■ Work item
Set down every entry once more, exactly as it appears.
Material supplied: Begin
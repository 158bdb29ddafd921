// Resource group resolution step for ARM Wizards
//
// Resolves which resource group a wizard run targets: fetches the groups in
// the context's subscription (once per context, shared by every caller),
// offers them to the user together with an optional "create new" entry, and
// contributes the follow-up steps that collect a name and location and
// create the group when the user opts out of selecting an existing one.

use async_trait::async_trait;
use std::sync::Arc;
use tracing::debug;

use super::location_list::LocationListStep;
use super::resource_group_create::ResourceGroupCreateStep;
use super::resource_group_name::ResourceGroupNameStep;
use crate::arm::{list_all, ResourceGroupSummary};
use crate::ui::{show_quick_pick, QuickPickItem, QuickPickOptions};
use crate::wizard::{PromptStep, ProvisionContext, WizardError, WizardOptions};

/// Label of the leading candidate that routes the wizard into the create path
pub const CREATE_NEW_LABEL: &str = "Create new resource group";

/// Placeholder shown while picking a resource group
const SELECT_PLACE_HOLDER: &str = "Select a resource group for new resources.";

/// Prompt step that resolves the target resource group
pub struct ResourceGroupListStep {
    /// Hide the "create new" candidate, forcing selection of an existing group
    suppress_create: bool,
}

impl ResourceGroupListStep {
    /// Create a step that offers existing groups plus the create-new entry
    pub fn new() -> Self {
        Self {
            suppress_create: false,
        }
    }

    /// Create a step that only offers existing groups
    pub fn suppress_create() -> Self {
        Self {
            suppress_create: true,
        }
    }

    /// Resource groups in the context's subscription.
    ///
    /// The first caller installs the fetch on the context; every caller,
    /// including concurrent ones, awaits that same in-flight computation, so
    /// one context never issues the listing twice.
    pub async fn get_resource_groups(
        ctx: &ProvisionContext,
    ) -> Result<&[ResourceGroupSummary], WizardError> {
        let groups = ctx
            .resource_groups
            .get_or_try_init(|| {
                let arm = Arc::clone(&ctx.arm);
                let subscription_id = ctx.subscription_id.clone();
                async move {
                    debug!("Fetching resource groups for subscription {}", subscription_id);
                    let pager = Arc::clone(&arm);
                    list_all(arm.list_resource_groups(), move |link| {
                        let arm = Arc::clone(&pager);
                        async move { arm.list_resource_groups_next(&link).await }
                    })
                    .await
                }
            })
            .await?;

        Ok(groups.as_slice())
    }

    /// Whether no existing group claims `name` under case-insensitive
    /// comparison
    pub async fn is_name_available(
        ctx: &ProvisionContext,
        name: &str,
    ) -> Result<bool, WizardError> {
        let groups = Self::get_resource_groups(ctx).await?;
        Ok(!groups.iter().any(|rg| rg.name.eq_ignore_ascii_case(name)))
    }

    /// Build the candidate list: the create-new entry (unless suppressed)
    /// followed by every existing group in API order
    async fn build_quick_picks(
        &self,
        ctx: &ProvisionContext,
    ) -> Result<Vec<QuickPickItem<Option<ResourceGroupSummary>>>, WizardError> {
        let mut picks = Vec::new();

        if !self.suppress_create {
            picks.push(QuickPickItem::new(CREATE_NEW_LABEL, None));
        }

        let groups = Self::get_resource_groups(ctx).await?;
        picks.extend(groups.iter().map(|rg| {
            QuickPickItem::new(rg.name.as_str(), Some(rg.clone()))
                .with_description(rg.location.as_str())
        }));

        Ok(picks)
    }
}

impl Default for ResourceGroupListStep {
    fn default() -> Self {
        Self::new()
    }
}

#[async_trait]
impl PromptStep<ProvisionContext> for ResourceGroupListStep {
    fn should_prompt(&self, ctx: &ProvisionContext) -> bool {
        // resolution may already have happened by any path, including a
        // caller pre-populating the context
        ctx.resource_group.is_none() && ctx.new_resource_group_name.is_none()
    }

    async fn prompt(&mut self, ctx: &mut ProvisionContext) -> Result<(), WizardError> {
        let picks = self.build_quick_picks(ctx).await?;
        let options = QuickPickOptions::new(SELECT_PLACE_HOLDER)
            .with_id(format!("ResourceGroupListStep/{}", ctx.subscription_id));

        let ui = Arc::clone(&ctx.ui);
        // an absent choice means the user took the create-new entry
        ctx.resource_group = show_quick_pick(ui.as_ref(), picks, &options).await?;

        Ok(())
    }

    fn sub_wizard(&mut self, ctx: &mut ProvisionContext) -> Option<WizardOptions<ProvisionContext>> {
        if ctx.resource_group.is_some() {
            return None;
        }

        let mut options = WizardOptions::new()
            .with_title("Create new resource group")
            .with_prompt_step(ResourceGroupNameStep::new());

        if !ctx.already_has_location_step {
            options = options.with_prompt_step(LocationListStep::new());
            ctx.already_has_location_step = true;
        }

        Some(options.with_execute_step(ResourceGroupCreateStep::new()))
    }
}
Material supplied: End
■ Task answer
repository 158bdb29ddafd921
// Resource group resolution step for ARM Wizards
//
// Resolves which resource group a wizard run targets: fetches the groups in
// the context's subscription (once per context, shared by every caller),
// offers them to the user together with an optional "create new" entry, and
// contributes the follow-up steps that collect a name and location and
// create the group when the user opts out of selecting an existing one.

use async_trait::async_trait;
use std::sync::Arc;
use tracing::debug;

use super::location_list::LocationListStep;
use super::resource_group_create::ResourceGroupCreateStep;
use super::resource_group_name::ResourceGroupNameStep;
use crate::arm::{list_all, ResourceGroupSummary};
use crate::ui::{show_quick_pick, QuickPickItem, QuickPickOptions};
use crate::wizard::{PromptStep, ProvisionContext, WizardError, WizardOptions};

/// Label of the leading candidate that routes the wizard into the create path
pub const CREATE_NEW_LABEL: &str = "Create new resource group";

/// Placeholder shown while picking a resource group
const SELECT_PLACE_HOLDER: &str = "Select a resource group for new resources.";

/// Prompt step that resolves the target resource group
pub struct ResourceGroupListStep {
    /// Hide the "create new" candidate, forcing selection of an existing group
    suppress_create: bool,
}

impl ResourceGroupListStep {
    /// Create a step that offers existing groups plus the create-new entry
    pub fn new() -> Self {
        Self {
            suppress_create: false,
        }
    }

    /// Create a step that only offers existing groups
    pub fn suppress_create() -> Self {
        Self {
            suppress_create: true,
        }
    }

    /// Resource groups in the context's subscription.
    ///
    /// The first caller installs the fetch on the context; every caller,
    /// including concurrent ones, awaits that same in-flight computation, so
    /// one context never issues the listing twice.
    pub async fn get_resource_groups(
        ctx: &ProvisionContext,
    ) -> Result<&[ResourceGroupSummary], WizardError> {
        let groups = ctx
            .resource_groups
            .get_or_try_init(|| {
                let arm = Arc::clone(&ctx.arm);
                let subscription_id = ctx.subscription_id.clone();
                async move {
                    debug!("Fetching resource groups for subscription {}", subscription_id);
                    let pager = Arc::clone(&arm);
                    list_all(arm.list_resource_groups(), move |link| {
                        let arm = Arc::clone(&pager);
                        async move { arm.list_resource_groups_next(&link).await }
                    })
                    .await
                }
            })
            .await?;

        Ok(groups.as_slice())
    }

    /// Whether no existing group claims `name` under case-insensitive
    /// comparison
    pub async fn is_name_available(
        ctx: &ProvisionContext,
        name: &str,
    ) -> Result<bool, WizardError> {
        let groups = Self::get_resource_groups(ctx).await?;
        Ok(!groups.iter().any(|rg| rg.name.eq_ignore_ascii_case(name)))
    }

    /// Build the candidate list: the create-new entry (unless suppressed)
    /// followed by every existing group in API order
    async fn build_quick_picks(
        &self,
        ctx: &ProvisionContext,
    ) -> Result<Vec<QuickPickItem<Option<ResourceGroupSummary>>>, WizardError> {
        let mut picks = Vec::new();

        if !self.suppress_create {
            picks.push(QuickPickItem::new(CREATE_NEW_LABEL, None));
        }

        let groups = Self::get_resource_groups(ctx).await?;
        picks.extend(groups.iter().map(|rg| {
            QuickPickItem::new(rg.name.as_str(), Some(rg.clone()))
                .with_description(rg.location.as_str())
        }));

        Ok(picks)
    }
}

impl Default for ResourceGroupListStep {
    fn default() -> Self {
        Self::new()
    }
}

#[async_trait]
impl PromptStep<ProvisionContext> for ResourceGroupListStep {
    fn should_prompt(&self, ctx: &ProvisionContext) -> bool {
        // resolution may already have happened by any path, including a
        // caller pre-populating the context
        ctx.resource_group.is_none() && ctx.new_resource_group_name.is_none()
    }

    async fn prompt(&mut self, ctx: &mut ProvisionContext) -> Result<(), WizardError> {
        let picks = self.build_quick_picks(ctx).await?;
        let options = QuickPickOptions::new(SELECT_PLACE_HOLDER)
            .with_id(format!("ResourceGroupListStep/{}", ctx.subscription_id));

        let ui = Arc::clone(&ctx.ui);
        // an absent choice means the user took the create-new entry
        ctx.resource_group = show_quick_pick(ui.as_ref(), picks, &options).await?;

        Ok(())
    }

    fn sub_wizard(&mut self, ctx: &mut ProvisionContext) -> Option<WizardOptions<ProvisionContext>> {
        if ctx.resource_group.is_some() {
            return None;
        }

        let mut options = WizardOptions::new()
            .with_title("Create new resource group")
            .with_prompt_step(ResourceGroupNameStep::new());

        if !ctx.already_has_location_step {
            options = options.with_prompt_step(LocationListStep::new());
            ctx.already_has_location_step = true;
        }

        Some(options.with_execute_step(ResourceGroupCreateStep::new()))
    }
}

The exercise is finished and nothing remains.